» **Work to be completed**:
The answer must be every entry, retyped without a single difference.

» **Information supplied**:
======

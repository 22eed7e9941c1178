//! Error types for line operations.

use thiserror::Error;

/// A location that does not exist in the buffer.
#[derive(Debug, Clone, Copy, PartialEq, Eq, Error)]
pub enum BadLocation {
    /// Character offset past the end of the buffer.
    #[error("offset {offset} is outside 0..={len}")]
    Offset {
        /// Requested character offset.
        offset: usize,
        /// Buffer length in characters.
        len: usize,
    },
    /// Line index past the last line.
    #[error("line {line} is outside 0..{count}")]
    Line {
        /// Requested zero-based line.
        line: usize,
        /// Number of lines in the buffer.
        count: usize,
    },
    /// Range whose end runs past the end of the buffer.
    #[error("range {offset}+{length} exceeds buffer length {len}")]
    Range {
        /// Range start in characters.
        offset: usize,
        /// Range length in characters.
        length: usize,
        /// Buffer length in characters.
        len: usize,
    },
}

/// Failure reported by a platform clipboard.
#[derive(Debug, Clone, PartialEq, Eq, Error)]
#[error("cannot set clipboard contents: {reason}")]
pub struct ClipboardError {
    /// Platform description of the failure.
    pub reason: String,
}

impl ClipboardError {
    /// Create a clipboard error with a platform reason.
    pub fn new(reason: impl Into<String>) -> Self {
        Self {
            reason: reason.into(),
        }
    }
}

/// Errors produced by the line mutation engine and the command layer.
#[derive(Debug, Clone, PartialEq, Eq, Error)]
pub enum LineOpError {
    /// Selection does not fit in the buffer.
    #[error("invalid selection {offset}+{length} for buffer of length {len}")]
    InvalidSelection {
        /// Selection start.
        offset: usize,
        /// Selection length.
        length: usize,
        /// Buffer length in characters.
        len: usize,
    },
    /// Malformed argument, e.g. an unknown deletion kind.
    #[error("invalid argument: {0}")]
    InvalidArgument(String),
    /// A buffer location vanished between computing a region and applying it.
    #[error(transparent)]
    BadLocation(#[from] BadLocation),
    /// Moving or copying would reach into folded or hidden content.
    #[error("illegal move: the affected lines are not fully visible")]
    IllegalMove,
    /// The clipboard rejected the text; nothing was deleted.
    #[error(transparent)]
    Clipboard(#[from] ClipboardError),
    /// Invalid preference text.
    #[error("invalid configuration: {0}")]
    Config(String),
}

impl LineOpError {
    /// Whether the error leaves the engine usable and should be surfaced as a status
    /// message rather than treated as a programming error.
    pub fn is_recoverable(&self) -> bool {
        matches!(
            self,
            Self::IllegalMove | Self::Clipboard(_) | Self::BadLocation(_)
        )
    }
}

impl From<serde_json::Error> for LineOpError {
    fn from(err: serde_json::Error) -> Self {
        Self::Config(err.to_string())
    }
}

#[cfg(test)]
mod tests {
    use super::*;

    #[test]
    fn recoverable_classification() {
        assert!(LineOpError::IllegalMove.is_recoverable());
        assert!(LineOpError::Clipboard(ClipboardError::new("busy")).is_recoverable());
        assert!(!LineOpError::InvalidArgument("kind".into()).is_recoverable());
        assert!(
            !LineOpError::InvalidSelection {
                offset: 9,
                length: 1,
                len: 3
            }
            .is_recoverable()
        );
    }

    #[test]
    fn display_messages() {
        let err = LineOpError::from(BadLocation::Line { line: 4, count: 2 });
        assert_eq!(err.to_string(), "line 4 is outside 0..2");
        let err = LineOpError::from(ClipboardError::new("locked"));
        assert_eq!(err.to_string(), "cannot set clipboard contents: locked");
    }
}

======

» **Task result**:
repository 22eed7e9941c1178
//! Error types for line operations.

use thiserror::Error;

/// A location that does not exist in the buffer.
#[derive(Debug, Clone, Copy, PartialEq, Eq, Error)]
pub enum BadLocation {
    /// Character offset past the end of the buffer.
    #[error("offset {offset} is outside 0..={len}")]
    Offset {
        /// Requested character offset.
        offset: usize,
        /// Buffer length in characters.
        len: usize,
    },
    /// Line index past the last line.
    #[error("line {line} is outside 0..{count}")]
    Line {
        /// Requested zero-based line.
        line: usize,
        /// Number of lines in the buffer.
        count: usize,
    },
    /// Range whose end runs past the end of the buffer.
    #[error("range {offset}+{length} exceeds buffer length {len}")]
    Range {
        /// Range start in characters.
        offset: usize,
        /// Range length in characters.
        length: usize,
        /// Buffer length in characters.
        len: usize,
    },
}

/// Failure reported by a platform clipboard.
#[derive(Debug, Clone, PartialEq, Eq, Error)]
#[error("cannot set clipboard contents: {reason}")]
pub struct ClipboardError {
    /// Platform description of the failure.
    pub reason: String,
}

impl ClipboardError {
    /// Create a clipboard error with a platform reason.
    pub fn new(reason: impl Into<String>) -> Self {
        Self {
            reason: reason.into(),
        }
    }
}

/// Errors produced by the line mutation engine and the command layer.
#[derive(Debug, Clone, PartialEq, Eq, Error)]
pub enum LineOpError {
    /// Selection does not fit in the buffer.
    #[error("invalid selection {offset}+{length} for buffer of length {len}")]
    InvalidSelection {
        /// Selection start.
        offset: usize,
        /// Selection length.
        length: usize,
        /// Buffer length in characters.
        len: usize,
    },
    /// Malformed argument, e.g. an unknown deletion kind.
    #[error("invalid argument: {0}")]
    InvalidArgument(String),
    /// A buffer location vanished between computing a region and applying it.
    #[error(transparent)]
    BadLocation(#[from] BadLocation),
    /// Moving or copying would reach into folded or hidden content.
    #[error("illegal move: the affected lines are not fully visible")]
    IllegalMove,
    /// The clipboard rejected the text; nothing was deleted.
    #[error(transparent)]
    Clipboard(#[from] ClipboardError),
    /// Invalid preference text.
    #[error("invalid configuration: {0}")]
    Config(String),
}

impl LineOpError {
    /// Whether the error leaves the engine usable and should be surfaced as a status
    /// message rather than treated as a programming error.
    pub fn is_recoverable(&self) -> bool {
        matches!(
            self,
            Self::IllegalMove | Self::Clipboard(_) | Self::BadLocation(_)
        )
    }
}

impl From<serde_json::Error> for LineOpError {
    fn from(err: serde_json::Error) -> Self {
        Self::Config(err.to_string())
    }
}

#[cfg(test)]
mod tests {
    use super::*;

    #[test]
    fn recoverable_classification() {
        assert!(LineOpError::IllegalMove.is_recoverable());
        assert!(LineOpError::Clipboard(ClipboardError::new("busy")).is_recoverable());
        assert!(!LineOpError::InvalidArgument("kind".into()).is_recoverable());
        assert!(
            !LineOpError::InvalidSelection {
                offset: 9,
                length: 1,
                len: 3
            }
            .is_recoverable()
        );
    }

    #[test]
    fn display_messages() {
        let err = LineOpError::from(BadLocation::Line { line: 4, count: 2 });
        assert_eq!(err.to_string(), "line 4 is outside 0..2");
        let err = LineOpError::from(ClipboardError::new("locked"));
        assert_eq!(err.to_string(), "cannot set clipboard contents: locked");
    }
}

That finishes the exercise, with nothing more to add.